● **What is expected**:
Copy out the full set of records. Keep every word the same.

[Stored data]
↓

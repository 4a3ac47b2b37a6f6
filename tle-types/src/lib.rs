//! Data model for decoded two-line element sets

pub mod catalog;
pub mod designator;
pub mod epoch;
pub mod orbit;
pub mod prelude;
pub mod time;
pub mod tle;
//! Fixed-column layout of the two data lines
//!
//! Columns are listed 1-based and inclusive in the published format, the
//! ranges here are the equivalent 0-based half-open byte ranges.

use crate::DecodeError;
use derive_more::Display;
use std::ops::Range;

#[derive(Copy, Clone, Eq, PartialEq, Ord, PartialOrd, Hash, Debug, Display)]
pub enum LineNumber {
    #[display(fmt = "1")]
    One,
    #[display(fmt = "2")]
    Two,
}

impl LineNumber {
    /// The character expected in column 1
    pub const fn marker(self) -> char {
        match self {
            LineNumber::One => '1',
            LineNumber::Two => '2',
        }
    }
}

#[derive(Copy, Clone, Eq, PartialEq, Ord, PartialOrd, Hash, Debug, Display)]
pub enum Field {
    // Line 1
    #[display(fmt = "line number")]
    Line1Number,
    #[display(fmt = "catalog number")]
    CatalogNumber,
    #[display(fmt = "classification")]
    Classification,
    #[display(fmt = "international designator")]
    InternationalDesignator,
    #[display(fmt = "launch year")]
    LaunchYear,
    #[display(fmt = "launch number")]
    LaunchNumber,
    #[display(fmt = "launch piece")]
    LaunchPiece,
    #[display(fmt = "epoch")]
    Epoch,
    #[display(fmt = "epoch year")]
    EpochYear,
    #[display(fmt = "epoch day")]
    EpochDay,
    #[display(fmt = "mean motion first derivative")]
    MeanMotionDot,
    #[display(fmt = "mean motion second derivative")]
    MeanMotionDdot,
    #[display(fmt = "drag term")]
    BStar,
    #[display(fmt = "ephemeris type")]
    EphemerisType,
    #[display(fmt = "element set number")]
    ElementSetNumber,
    #[display(fmt = "checksum")]
    Line1Checksum,

    // Line 2
    #[display(fmt = "line number")]
    Line2Number,
    #[display(fmt = "catalog number")]
    Line2CatalogNumber,
    #[display(fmt = "inclination")]
    Inclination,
    #[display(fmt = "right ascension")]
    RightAscension,
    #[display(fmt = "eccentricity")]
    Eccentricity,
    #[display(fmt = "argument of perigee")]
    ArgumentOfPerigee,
    #[display(fmt = "mean anomaly")]
    MeanAnomaly,
    #[display(fmt = "mean motion")]
    MeanMotion,
    #[display(fmt = "revolution number")]
    RevolutionNumber,
    #[display(fmt = "checksum")]
    Line2Checksum,
}

impl Field {
    pub const fn line(self) -> LineNumber {
        use Field::*;
        match self {
            Line1Number | CatalogNumber | Classification | InternationalDesignator
            | LaunchYear | LaunchNumber | LaunchPiece | Epoch | EpochYear | EpochDay
            | MeanMotionDot | MeanMotionDdot | BStar | EphemerisType | ElementSetNumber
            | Line1Checksum => LineNumber::One,
            Line2Number | Line2CatalogNumber | Inclination | RightAscension | Eccentricity
            | ArgumentOfPerigee | MeanAnomaly | MeanMotion | RevolutionNumber
            | Line2Checksum => LineNumber::Two,
        }
    }

    pub const fn columns(self) -> Range<usize> {
        use Field::*;
        match self {
            Line1Number => 0..1,
            CatalogNumber => 2..7,
            Classification => 7..8,
            InternationalDesignator => 9..17,
            LaunchYear => 9..11,
            LaunchNumber => 11..14,
            LaunchPiece => 14..17,
            Epoch => 18..32,
            EpochYear => 18..20,
            EpochDay => 20..32,
            MeanMotionDot => 33..43,
            MeanMotionDdot => 44..52,
            BStar => 53..61,
            EphemerisType => 62..63,
            ElementSetNumber => 64..68,
            Line1Checksum => 68..69,

            Line2Number => 0..1,
            Line2CatalogNumber => 2..7,
            Inclination => 8..16,
            RightAscension => 17..25,
            Eccentricity => 26..33,
            ArgumentOfPerigee => 34..42,
            MeanAnomaly => 43..51,
            MeanMotion => 52..63,
            RevolutionNumber => 63..68,
            Line2Checksum => 68..69,
        }
    }
}

/// The untrimmed text of `field`, after checking `line` is long enough
pub fn raw(line: &str, field: Field) -> Result<&str, DecodeError> {
    let columns = field.columns();
    if line.len() < columns.end {
        return Err(DecodeError::LineTooShort {
            field,
            required: columns.end,
            len: line.len(),
        });
    }
    line.get(columns).ok_or(DecodeError::NonAscii { field })
}

/// The text of `field` with surrounding whitespace removed
pub fn extract(line: &str, field: Field) -> Result<&str, DecodeError> {
    raw(line, field).map(str::trim)
}

/// The single character of a one-column field
pub(crate) fn extract_char(line: &str, field: Field) -> Result<char, DecodeError> {
    raw(line, field)?
        .chars()
        .next()
        .ok_or(DecodeError::NonAscii { field })
}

↑

● **Written answer**:
repository 4a3ac47b2b37a6f6
filename tle-types/src/lib.rs
//! Data model for decoded two-line element sets

pub mod catalog;
pub mod designator;
pub mod epoch;
pub mod orbit;
pub mod prelude;
pub mod time;
pub mod tle;
//! Fixed-column layout of the two data lines
//!
//! Columns are listed 1-based and inclusive in the published format, the
//! ranges here are the equivalent 0-based half-open byte ranges.

use crate::DecodeError;
use derive_more::Display;
use std::ops::Range;

#[derive(Copy, Clone, Eq, PartialEq, Ord, PartialOrd, Hash, Debug, Display)]
pub enum LineNumber {
    #[display(fmt = "1")]
    One,
    #[display(fmt = "2")]
    Two,
}

impl LineNumber {
    /// The character expected in column 1
    pub const fn marker(self) -> char {
        match self {
            LineNumber::One => '1',
            LineNumber::Two => '2',
        }
    }
}

#[derive(Copy, Clone, Eq, PartialEq, Ord, PartialOrd, Hash, Debug, Display)]
pub enum Field {
    // Line 1
    #[display(fmt = "line number")]
    Line1Number,
    #[display(fmt = "catalog number")]
    CatalogNumber,
    #[display(fmt = "classification")]
    Classification,
    #[display(fmt = "international designator")]
    InternationalDesignator,
    #[display(fmt = "launch year")]
    LaunchYear,
    #[display(fmt = "launch number")]
    LaunchNumber,
    #[display(fmt = "launch piece")]
    LaunchPiece,
    #[display(fmt = "epoch")]
    Epoch,
    #[display(fmt = "epoch year")]
    EpochYear,
    #[display(fmt = "epoch day")]
    EpochDay,
    #[display(fmt = "mean motion first derivative")]
    MeanMotionDot,
    #[display(fmt = "mean motion second derivative")]
    MeanMotionDdot,
    #[display(fmt = "drag term")]
    BStar,
    #[display(fmt = "ephemeris type")]
    EphemerisType,
    #[display(fmt = "element set number")]
    ElementSetNumber,
    #[display(fmt = "checksum")]
    Line1Checksum,

    // Line 2
    #[display(fmt = "line number")]
    Line2Number,
    #[display(fmt = "catalog number")]
    Line2CatalogNumber,
    #[display(fmt = "inclination")]
    Inclination,
    #[display(fmt = "right ascension")]
    RightAscension,
    #[display(fmt = "eccentricity")]
    Eccentricity,
    #[display(fmt = "argument of perigee")]
    ArgumentOfPerigee,
    #[display(fmt = "mean anomaly")]
    MeanAnomaly,
    #[display(fmt = "mean motion")]
    MeanMotion,
    #[display(fmt = "revolution number")]
    RevolutionNumber,
    #[display(fmt = "checksum")]
    Line2Checksum,
}

impl Field {
    pub const fn line(self) -> LineNumber {
        use Field::*;
        match self {
            Line1Number | CatalogNumber | Classification | InternationalDesignator
            | LaunchYear | LaunchNumber | LaunchPiece | Epoch | EpochYear | EpochDay
            | MeanMotionDot | MeanMotionDdot | BStar | EphemerisType | ElementSetNumber
            | Line1Checksum => LineNumber::One,
            Line2Number | Line2CatalogNumber | Inclination | RightAscension | Eccentricity
            | ArgumentOfPerigee | MeanAnomaly | MeanMotion | RevolutionNumber
            | Line2Checksum => LineNumber::Two,
        }
    }

    pub const fn columns(self) -> Range<usize> {
        use Field::*;
        match self {
            Line1Number => 0..1,
            CatalogNumber => 2..7,
            Classification => 7..8,
            InternationalDesignator => 9..17,
            LaunchYear => 9..11,
            LaunchNumber => 11..14,
            LaunchPiece => 14..17,
            Epoch => 18..32,
            EpochYear => 18..20,
            EpochDay => 20..32,
            MeanMotionDot => 33..43,
            MeanMotionDdot => 44..52,
            BStar => 53..61,
            EphemerisType => 62..63,
            ElementSetNumber => 64..68,
            Line1Checksum => 68..69,

            Line2Number => 0..1,
            Line2CatalogNumber => 2..7,
            Inclination => 8..16,
            RightAscension => 17..25,
            Eccentricity => 26..33,
            ArgumentOfPerigee => 34..42,
            MeanAnomaly => 43..51,
            MeanMotion => 52..63,
            RevolutionNumber => 63..68,
            Line2Checksum => 68..69,
        }
    }
}

/// The untrimmed text of `field`, after checking `line` is long enough
pub fn raw(line: &str, field: Field) -> Result<&str, DecodeError> {
    let columns = field.columns();
    if line.len() < columns.end {
        return Err(DecodeError::LineTooShort {
            field,
            required: columns.end,
            len: line.len(),
        });
    }
    line.get(columns).ok_or(DecodeError::NonAscii { field })
}

/// The text of `field` with surrounding whitespace removed
pub fn extract(line: &str, field: Field) -> Result<&str, DecodeError> {
    raw(line, field).map(str::trim)
}

/// The single character of a one-column field
pub(crate) fn extract_char(line: &str, field: Field) -> Result<char, DecodeError> {
    raw(line, field)?
        .chars()
        .next()
        .ok_or(DecodeError::NonAscii { field })
}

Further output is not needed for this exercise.